• **Data**:
- - - -

use clap::Subcommand;
use comfy_table::{presets::UTF8_FULL, Table};
use loto_core::{GenerateOptions, LotoEngine, Result};

#[derive(Subcommand)]
pub enum GenerateCommands {
    /// Generate independent combinations
    Combinations {
        /// Lottery id
        lottery: String,
        /// Number of combinations
        #[arg(short, long, default_value_t = 5)]
        count: usize,
        /// Keep only combinations passing the statistical criteria
        #[arg(long)]
        criteria: bool,
        /// Allow combinations that were already drawn
        #[arg(long)]
        allow_drawn: bool,
        /// Do not add the batch to the proposal ledger
        #[arg(long)]
        no_record: bool,
        /// Print the batch as JSON
        #[arg(long)]
        json: bool,
    },
    /// Generate covering blocks
    Blocks {
        /// Lottery id
        lottery: String,
        /// Number of blocks
        #[arg(short, long, default_value_t = 1)]
        blocks: usize,
        /// Keep only combinations passing the statistical criteria
        #[arg(long)]
        criteria: bool,
        /// Do not add the blocks to the proposal ledger
        #[arg(long)]
        no_record: bool,
        /// Print the blocks as JSON
        #[arg(long)]
        json: bool,
    },
}

pub async fn handle_generate_command(cmd: GenerateCommands, engine: &LotoEngine) -> Result<()> {
    match cmd {
        GenerateCommands::Combinations {
            lottery,
            count,
            criteria,
            allow_drawn,
            no_record,
            json,
        } => {
            let options = GenerateOptions {
                avoid_history: !allow_drawn,
                apply_criteria: criteria,
                record: !no_record,
                ..GenerateOptions::default()
            };
            let batch = engine.generate(&lottery, count, options).await?;

            if json {
                println!("{}", serde_json::to_string_pretty(&batch)?);
                return Ok(());
            }

            let mut table = Table::new();
            table.load_preset(UTF8_FULL);
            table.set_header(vec!["#", "Combination", "Sum"]);
            for (i, combination) in batch.combinations.iter().enumerate() {
                table.add_row(vec![
                    (i + 1).to_string(),
                    combination.to_string(),
                    combination.sum().to_string(),
                ]);
            }

            println!("{}", table);
            println!("Batch: {}", batch.batch_id);
        }

        GenerateCommands::Blocks {
            lottery,
            blocks,
            criteria,
            no_record,
            json,
        } => {
            let options = GenerateOptions {
                apply_criteria: criteria,
                record: !no_record,
                ..GenerateOptions::default()
            };
            let batch = engine.generate_blocks(&lottery, blocks, options).await?;

            if json {
                println!("{}", serde_json::to_string_pretty(&batch)?);
                return Ok(());
            }

            for block in &batch.blocks {
                let mut table = Table::new();
                table.load_preset(UTF8_FULL);
                table.set_header(vec![format!("Block {}", block.index), "Combination".to_string()]);
                for (i, combination) in block.base.iter().enumerate() {
                    table.add_row(vec![(i + 1).to_string(), combination.to_string()]);
                }
                table.add_row(vec!["star".to_string(), block.star.to_string()]);
                println!("{}", table);
            }
            println!("Batch: {}", batch.batch_id);
        }
    }

    Ok(())
}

- - - -

• **Your goal**: Filter the listing down to the lines holding the word "proposal", and return those.

• **Written answer**:
        /// Do not add the batch to the proposal ledger
        /// Do not add the blocks to the proposal ledger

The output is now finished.